United Rentals on the evolution of operator training

Baldemar Guerrero, director of United Academy, United Rentals, discusses how training has evolved

Operating heavy construction equipment is complex and can come with safety risks for the operator and surrounding crews. In addition to the potential safety risks, appropriate operator training is critical and most often a requirement. For example, according to OSHA, anyone over the age of 18 who is not properly trained and certified to operate a forklift is in violation [29 CFR 1910.178(l)(1)].

Safety training is a critical component of a safe and productive worksite. Just as the construction industry is evolving, so is operator training. In recent years, training has become increasingly reliant on digital capabilities. This technology-driven focus has provided even more ways for crews to stay safe and compliant.

Here are some ways digital and technology are transforming worksite safety and compliance.

Training, competency assessment and recertification

Motion-based virtual reality (VR) simulations have been an emerging solution over the last few years. Boom lift and scissor lift simulators were among the first to be developed. Shortly after, forklift simulators gained popularity as well. These simulators can train someone on a counterbalance forklift or rough-terrain forklift, depending entirely on the selected set of controls plugged into the software.

Motion-based simulators let an operator-in-training get acquainted with the equipment in a virtual, risk-free environment.
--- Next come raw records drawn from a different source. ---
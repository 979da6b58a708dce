use serde::{Deserialize, Serialize};

use emberq_core::JobOptions;

/// Whether an upsert rewrites the whole definition or only advances it.
#[derive(Debug, Clone, Copy, PartialEq, Eq)]
pub enum UpsertMode {
    /// Replace `data` / `opts` / `name` and all scheduling fields, then
    /// enqueue the next instance.
    Override,
    /// Leave the stored definition untouched; only move the next-fire score
    /// and enqueue the next instance. A no-op when the definition is missing.
    AdvanceOnly,
}

impl UpsertMode {
    pub fn is_override(self) -> bool {
        matches!(self, UpsertMode::Override)
    }
}

/// Decoded view of one scheduler, as returned by the read APIs.
#[derive(Debug, Clone, Default, PartialEq, Serialize, Deserialize)]
#[serde(rename_all = "camelCase")]
pub struct SchedulerJson {
    /// The scheduler id.
    pub key: String,
    /// Job name emitted per instance.
    pub name: String,
    #[serde(default, skip_serializing_if = "Option::is_none")]
    pub end_date: Option<i64>,
    #[serde(default, skip_serializing_if = "Option::is_none")]
    pub tz: Option<String>,
    #[serde(default, skip_serializing_if = "Option::is_none")]
    pub pattern: Option<String>,
    #[serde(default, skip_serializing_if = "Option::is_none")]
    pub every: Option<i64>,
    /// Next fire time, from the index score at read time.
    #[serde(default, skip_serializing_if = "Option::is_none")]
    pub next: Option<i64>,
    /// Payload and options template the instances are stamped from.
    #[serde(default, skip_serializing_if = "Option::is_none")]
    pub template: Option<SchedulerTemplate>,
}

/// Stored instance template: payload plus job options.
#[derive(Debug, Clone, Default, PartialEq, Serialize, Deserialize)]
#[serde(rename_all = "camelCase")]
pub struct SchedulerTemplate {
    #[serde(default, skip_serializing_if = "Option::is_none")]
    pub data: Option<serde_json::Value>,
    #[serde(default, skip_serializing_if = "Option::is_none")]
    pub opts: Option<JobOptions>,
}
fn validate_repeat(repeat: &RepeatOptions) -> Result<()> {
    match (repeat.every, repeat.pattern.as_deref()) {
        (Some(_), Some(_)) => {
            return Err(SchedulerError::Validation(
                "both .every and .pattern are set; exactly one is allowed".into(),
            ))
        }
        (None, None) => {
            return Err(SchedulerError::Validation(
                "one of .every or .pattern is required".into(),
            ))
        }
        (Some(every), None) => {
            if every <= 0 {
                return Err(SchedulerError::Validation(
                    ".every must be a positive number of milliseconds".into(),
                ));
            }
            if repeat.immediately {
                warn!(".immediately has no effect with .every; the first instance always fires at once");
            }
        }
        (None, Some(_)) => {}
    }

    if repeat.immediately && repeat.start_date.is_some() {
        return Err(SchedulerError::Validation(
            ".immediately and .startDate are mutually exclusive".into(),
        ));
    }
    Ok(())
}

fn wrap_upsert_error(scheduler_id: &str, err: redis::RedisError) -> SchedulerError {
    // Connection-level failures propagate unchanged; everything else becomes
    // the composite transaction error.
    if err.is_io_error() || err.is_connection_refusal() || err.is_timeout() {
        SchedulerError::Redis(err)
    } else {
        SchedulerError::Upsert {
            scheduler_id: scheduler_id.to_string(),
            reason: err.to_string(),
        }
    }
}

fn parse_score(raw: &str) -> Option<i64> {
    raw.parse::<f64>().ok().map(|score| score as i64)
}

fn descriptor_from_hash(
    scheduler_id: &str,
    mut fields: HashMap<String, String>,
    next: Option<i64>,
) -> SchedulerJson {
    let data = fields
        .remove("data")
        .and_then(|raw| serde_json::from_str(&raw).ok());
    let opts = fields
        .remove("opts")
        .and_then(|raw| JobOptions::from_json(&raw).ok());
    let template = if data.is_some() || opts.is_some() {
        Some(SchedulerTemplate { data, opts })
    } else {
        None
    };

    SchedulerJson {
        key: scheduler_id.to_string(),
        name: fields.remove("name").unwrap_or_default(),
        end_date: fields.remove("endDate").and_then(|v| v.parse().ok()),
        tz: fields.remove("tz"),
        pattern: fields.remove("pattern"),
        every: fields.remove("every").and_then(|v| v.parse().ok()),
        next,
        template,
    }
}

/// Synthesize a descriptor from the legacy `name:id:endDate:tz:pattern…`
/// member format. The pattern is the final segment and may itself contain
/// colons, so the split is bounded.
fn legacy_descriptor(key: &str, next: Option<i64>) -> SchedulerJson {
    let mut parts = key.splitn(5, ':');
    let name = parts.next().unwrap_or_default().to_string();
    let _legacy_id = parts.next();
    let end_date = parts.next().and_then(|v| v.parse().ok());
    let tz = parts.next().filter(|v| !v.is_empty()).map(str::to_string);
    let pattern = parts.next().filter(|v| !v.is_empty()).map(str::to_string);

    SchedulerJson {
        key: key.to_string(),
        name,
        end_date,
        tz,
        pattern,
        every: None,
        next,
        template: None,
    }
}

#[cfg(test)]
mod tests {
    use super::*;
    use emberq_core::ManualClock;

    fn default_strategy() -> RepeatStrategy {
        Arc::new(default_pattern_strategy)
    }

    fn plan(
        now_ms: i64,
        repeat: &RepeatOptions,
        template: &JobOptions,
    ) -> Result<Option<UpsertPlan>> {
        let clock = ManualClock::new(now_ms);
        plan_upsert(&clock, &default_strategy(), "s1", repeat, "tick", template)
    }

    #[test]
    fn rejects_every_and_pattern_together() {
        let repeat = RepeatOptions {
            every: Some(1000),
            pattern: Some("* * * * *".into()),
            ..Default::default()
        };
        let err = plan(1000, &repeat, &JobOptions::default()).unwrap_err();
        assert!(matches!(err, SchedulerError::Validation(_)));
        assert!(err.to_string().contains(".every"));
        assert!(err.to_string().contains(".pattern"));
    }

    #[test]
    fn rejects_missing_timing_fields() {
        let err = plan(1000, &RepeatOptions::default(), &JobOptions::default()).unwrap_err();
        assert!(matches!(err, SchedulerError::Validation(_)));
    }

    #[test]
    fn rejects_non_positive_every() {
        let repeat = RepeatOptions {
            every: Some(0),
            ..Default::default()
        };
        assert!(plan(1000, &repeat, &JobOptions::default()).is_err());
    }

    #[test]
    fn rejects_immediately_with_start_date() {
        let repeat = RepeatOptions {
            pattern: Some("* * * * *".into()),
            immediately: true,
            start_date: Some(5000),
            ..Default::default()
        };
        let err = plan(1000, &repeat, &JobOptions::default()).unwrap_err();
        assert!(err.to_string().contains("mutually exclusive"));
    }

    #[test]
    fn first_interval_fire_plans_an_immediate_instance() {
        let repeat = RepeatOptions {
            every: Some(1000),
            ..Default::default()
        };
        let plan = plan(1000, &repeat, &JobOptions::default()).unwrap().unwrap();
        assert_eq!(plan.next_millis, 1000);
        assert_eq!(plan.instance.job_id, "repeat:s1:1000");
        assert_eq!(plan.instance.delay, 0);

        let carried = plan.instance.opts.repeat.unwrap();
        assert_eq!(carried.offset, Some(1000));
        assert_eq!(carried.count, Some(1));
    }

    #[test]
    fn subsequent_interval_fire_advances_one_slot() {
        let repeat = RepeatOptions {
            every: Some(1000),
            offset: Some(1000),
            count: Some(1),
            ..Default::default()
        };
        let template = JobOptions {
            prev_millis: Some(1000),
            ..Default::default()
        };
        let plan = plan(1500, &repeat, &template).unwrap().unwrap();
        assert_eq!(plan.next_millis, 3000);
        assert_eq!(plan.instance.job_id, "repeat:s1:3000");
        assert_eq!(plan.instance.delay, 1500);
        assert_eq!(plan.instance.opts.repeat.unwrap().count, Some(2));
    }

    #[test]
    fn limit_reached_is_a_no_op() {
        let repeat = RepeatOptions {
            every: Some(1000),
            limit: Some(2),
            count: Some(2),
            ..Default::default()
        };
        let template = JobOptions {
            prev_millis: Some(2000),
            ..Default::default()
        };
        assert!(plan(2500, &repeat, &template).unwrap().is_none());
    }

    #[test]
    fn passed_end_date_is_a_no_op() {
        let repeat = RepeatOptions {
            every: Some(1000),
            end_date: Some(900),
            ..Default::default()
        };
        assert!(plan(1000, &repeat, &JobOptions::default()).unwrap().is_none());
    }

    #[test]
    fn unset_end_date_does_not_suppress_fires() {
        let repeat = RepeatOptions {
            every: Some(1000),
            ..Default::default()
        };
        assert!(plan(i64::MAX / 2, &repeat, &JobOptions::default())
            .unwrap()
            .is_some());
    }

    #[test]
    fn future_start_date_aligns_the_first_fire() {
        let repeat = RepeatOptions {
            every: Some(1000),
            start_date: Some(5000),
            ..Default::default()
        };
        let plan = plan(1000, &repeat, &JobOptions::default()).unwrap().unwrap();
        assert_eq!(plan.next_millis, 5000);
        // delay is measured against the wall clock, not the aligned time
        assert_eq!(plan.instance.delay, 4000);
    }

    #[test]
    fn prev_millis_beyond_now_keeps_fires_monotonic() {
        let repeat = RepeatOptions {
            every: Some(1000),
            offset: Some(0),
            ..Default::default()
        };
        let template = JobOptions {
            prev_millis: Some(5000),
            ..Default::default()
        };
        let plan = plan(1000, &repeat, &template).unwrap().unwrap();
        assert_eq!(plan.next_millis, 6000);
    }

    #[test]
    fn dead_pattern_is_a_no_op() {
        let repeat = RepeatOptions {
            pattern: Some("definitely not cron".into()),
            ..Default::default()
        };
        assert!(plan(1000, &repeat, &JobOptions::default()).unwrap().is_none());
    }

    #[test]
    fn custom_strategy_overrides_the_pattern_evaluator() {
        let clock = ManualClock::new(1000);
        let strategy: RepeatStrategy =
            Arc::new(|now: i64, _opts: &RepeatOptions, _name: Option<&str>| Some(now + 42));
        let repeat = RepeatOptions {
            pattern: Some("whatever my calendar wants".into()),
            ..Default::default()
        };
        let plan = plan_upsert(&clock, &strategy, "s1", &repeat, "tick", &JobOptions::default())
            .unwrap()
            .unwrap();
        assert_eq!(plan.next_millis, 1042);
        assert_eq!(plan.instance.job_id, "repeat:s1:1042");
    }

    // --- descriptor decoding ------------------------------------------------

    #[test]
    fn descriptor_decodes_stored_fields() {
        let mut fields = HashMap::new();
        fields.insert("name".to_string(), "tick".to_string());
        fields.insert("endDate".to_string(), "9000".to_string());
        fields.insert("every".to_string(), "1000".to_string());
        fields.insert("data".to_string(), r#"{"x":1}"#.to_string());
        fields.insert("opts".to_string(), r#"{"priority":2}"#.to_string());

        let json = descriptor_from_hash("s1", fields, Some(3000));
        assert_eq!(json.key, "s1");
        assert_eq!(json.name, "tick");
        assert_eq!(json.end_date, Some(9000));
        assert_eq!(json.every, Some(1000));
        assert_eq!(json.next, Some(3000));
        let template = json.template.unwrap();
        assert_eq!(template.data.unwrap()["x"], 1);
        assert_eq!(template.opts.unwrap().priority, Some(2));
    }

    #[test]
    fn legacy_key_synthesizes_a_descriptor() {
        let json = legacy_descriptor("tick:s1:9000:Europe/Berlin:0 * * * *", Some(3000));
        assert_eq!(json.name, "tick");
        assert_eq!(json.end_date, Some(9000));
        assert_eq!(json.tz.as_deref(), Some("Europe/Berlin"));
        assert_eq!(json.pattern.as_deref(), Some("0 * * * *"));
        assert_eq!(json.every, None);
        assert_eq!(json.next, Some(3000));
    }

    #[test]
    fn legacy_key_with_missing_segments_degrades_gracefully() {
        let json = legacy_descriptor("tick:s1", None);
        assert_eq!(json.name, "tick");
        assert_eq!(json.end_date, None);
        assert_eq!(json.tz, None);
        assert_eq!(json.pattern, None);
    }
}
They can help the operator feel comfortable with standard operation before training on a real machine, and the employer can assess the level of competence. Plus, these simulators can come in handy for recertification. It’s a win-win-win.

However, the challenges brought on by the Covid-19 pandemic forced another evolution in safety training. While VR is still a cost-effective and efficient training tool, safety managers had to be agile with training options to accommodate new restrictions and precautions.

Keep the virtual

One thing remained constant: virtual. Although VR options are still available, safety managers leaned heavily on companies that offer virtual instructor-led training to keep crews compliant throughout the pandemic. Virtual training sessions allow some flexibility when it comes to scheduling and location. Companies that provide virtual instructor-led training can facilitate a training session from anywhere, anytime.
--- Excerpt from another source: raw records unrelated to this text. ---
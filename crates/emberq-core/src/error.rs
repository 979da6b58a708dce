use thiserror::Error;

/// Errors raised by the shared queue layer.
#[derive(Debug, Error)]
pub enum QueueError {
    /// Configuration file missing, unreadable, or malformed.
    #[error("Configuration error: {0}")]
    Config(String),

    /// Job data or options failed to encode/decode.
    #[error("Serialization error: {0}")]
    Serialization(#[from] serde_json::Error),
}

pub type Result<T> = std::result::Result<T, QueueError>;
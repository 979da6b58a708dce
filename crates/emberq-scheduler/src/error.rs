use thiserror::Error;

/// Errors that can occur within the scheduler subsystem.
#[derive(Debug, Error)]
pub enum SchedulerError {
    /// The repeat options are contradictory or incomplete. Raised before any
    /// store contact.
    #[error("Invalid repeat options: {0}")]
    Validation(String),

    /// A sub-operation of the composite upsert transaction failed; the whole
    /// transaction aborted and no partial state is visible. Covers racing
    /// duplicate instances — callers may retry those.
    #[error("Error upserting job scheduler {scheduler_id} - {reason}")]
    Upsert {
        scheduler_id: String,
        reason: String,
    },

    /// Connection-level store failure, propagated unchanged.
    #[error("Redis error: {0}")]
    Redis(#[from] redis::RedisError),

    /// Definition fields or job payloads failed to encode/decode.
    #[error("Serialization error: {0}")]
    Serialization(#[from] serde_json::Error),
}

impl From<emberq_core::QueueError> for SchedulerError {
    fn from(err: emberq_core::QueueError) -> Self {
        match err {
            emberq_core::QueueError::Serialization(e) => SchedulerError::Serialization(e),
            other => SchedulerError::Validation(other.to_string()),
        }
    }
}

pub type Result<T> = std::result::Result<T, SchedulerError>;
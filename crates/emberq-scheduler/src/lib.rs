//! `emberq-scheduler` — materializes repeating job definitions into dated,
//! individually-executable job instances.
//!
//! # Overview
//!
//! A scheduler is a persisted definition: "emit job `name` with payload
//! `data` on schedule `repeat`". Each successful
//! [`JobScheduler::upsert_job_scheduler`] advances the definition by one tick
//! and enqueues exactly one next instance into the shared delayed set, as a
//! single server-side transaction. There is no background loop — workers call
//! upsert again when an instance completes, which is what keeps the stream
//! going and what makes catch-up after a pause automatic.
//!
//! # Schedule forms
//!
//! | Form      | Behaviour                                                  |
//! |-----------|------------------------------------------------------------|
//! | `every`   | Fixed-interval slots with a phase offset published on the first fire |
//! | `pattern` | Cron expression, optionally evaluated in an IANA timezone  |
//!
//! # Storage layout
//!
//! Under the shared `<prefix>:<queue>` namespace:
//!
//! | Key                      | Entity                                       |
//! |--------------------------|----------------------------------------------|
//! | `…:repeat`               | zset of scheduler ids scored by next fire ms |
//! | `…:repeat:<id>`          | definition hash                              |
//! | `…:delayed`              | zset of delayed job ids                      |
//! | `…:repeat:<id>:<ms>`     | instance job hash (deterministic id)         |

pub mod error;
mod instance;
pub mod scheduler;
mod scripts;
pub mod strategy;
pub mod types;

pub use error::{Result, SchedulerError};
pub use scheduler::JobScheduler;
pub use strategy::{default_pattern_strategy, RepeatStrategy};
pub use types::{SchedulerJson, SchedulerTemplate, UpsertMode};
use yew::prelude::*;

use crate::readings::SessionSummary;
use crate::session::Phase;

/// Control panel: reset, step indicator and quick stats.
pub fn view(phase: Phase, summary: &SessionSummary, on_reset: Callback<MouseEvent>) -> Html {
    let step_color = match phase {
        Phase::Setup => "#dbeafe",
        Phase::Monitor => "#dcfce7",
    };

    html! {
        <aside style="width: 16rem; padding: 1rem; background: #f3f4f6; min-height: 100vh;">
            <h2>{ "Control Panel" }</h2>
            <button onclick={on_reset}>{ "Reset All" }</button>

            <h3>{ "Current Step" }</h3>
            <p style={format!("background: {}; padding: 0.5rem; border-radius: 6px;", step_color)}>
                { phase.title() }
            </p>

            if summary.total_cells > 0 {
                <>
                    <h3>{ "Quick Stats" }</h3>
                    <p>{ format!("Total Cells: {}", summary.total_cells) }</p>
                    <p>{ format!("Avg Temperature: {}", summary.avg_temperature_label()) }</p>
                    <p>{ format!("Total Capacity: {}", summary.total_capacity_label()) }</p>
                </>
            }
        </aside>
    }
}
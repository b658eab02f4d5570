//! Views for the dashboard. Each page is a plain function from session data to `Html`;
//! only the charts need their own component, to reach a canvas element.

pub mod charts;
pub mod monitor;
pub mod setup;
pub mod sidebar;

use yew::prelude::*;

/// Horizontal progress bar, `fraction` in `[0, 1]`.
pub fn progress_bar(fraction: f64, color: &str) -> Html {
    let percent = (fraction.clamp(0.0, 1.0) * 100.0).round();
    html! {
        <div style="background: #e5e7eb; border-radius: 4px; height: 8px; margin: 0.5rem 0;">
            <div style={format!("background: {}; width: {}%; height: 100%; border-radius: 4px;", color, percent)} />
        </div>
    }
}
Virtual training may be a cost-saving option as well. Traditional training often means worksite productivity comes to a halt so the entire crew can participate. Virtual training allows for smaller sessions since the instructor isn’t on a real-time schedule constraint. Choose a trusted training provider that has the sessions that are needed, specifically counterbalance and/or RT forklift certification and boom/scissor lift certification.

Virtual instructor-led training is a flexible, cost-effective option for teams to stay up to date and compliant on the worksite.

Remote practice evaluations

Practical evaluations are an essential part of any jobsite training but Covid-19 restrictions may have paused many critical sessions. A training provider that offers remote practical evaluations can keep crews operating while ensuring operator basics are completed safely and efficiently.

The preferred method is still instructor-led training and evaluations. Still, digital platforms and programs with highly specific instructions have enabled teams to be evaluated and instructed safely without being in person.

Similar to virtual instructor-led sessions, remote practical evaluations provide a 1:1 experience with an instructor and participant. With clear instructions and visual requirements, the instructor can evaluate and instruct from anywhere, anytime.

Although less common, training providers who offer curbside remote practical evaluations allow for another alternative in sessions without setting foot in a branch or facility.

Continued evolution of training

Virtual and augmented reality changed the game for safety training. It opened doors to new ways of facilitating and learning critical operator courses and certifications. Digital capabilities have enabled flexibility and agility in training, which has come to be expected.

As the industry continues to evolve, so does safety training. Instructor-led training has started to increase again, and training companies are exploring new ways to keep the right information in front of teams. Micro-learnings and other forms of real-time content are on the horizon. Safety training will continue to blend learning styles, approaches and channels.

Look for a safety training provider that leans on digital capabilities for flexible, cost-effective and safe training. Keeping crews up to date and compliant is more important than ever, and finding a trusted partner to help you do just that is key.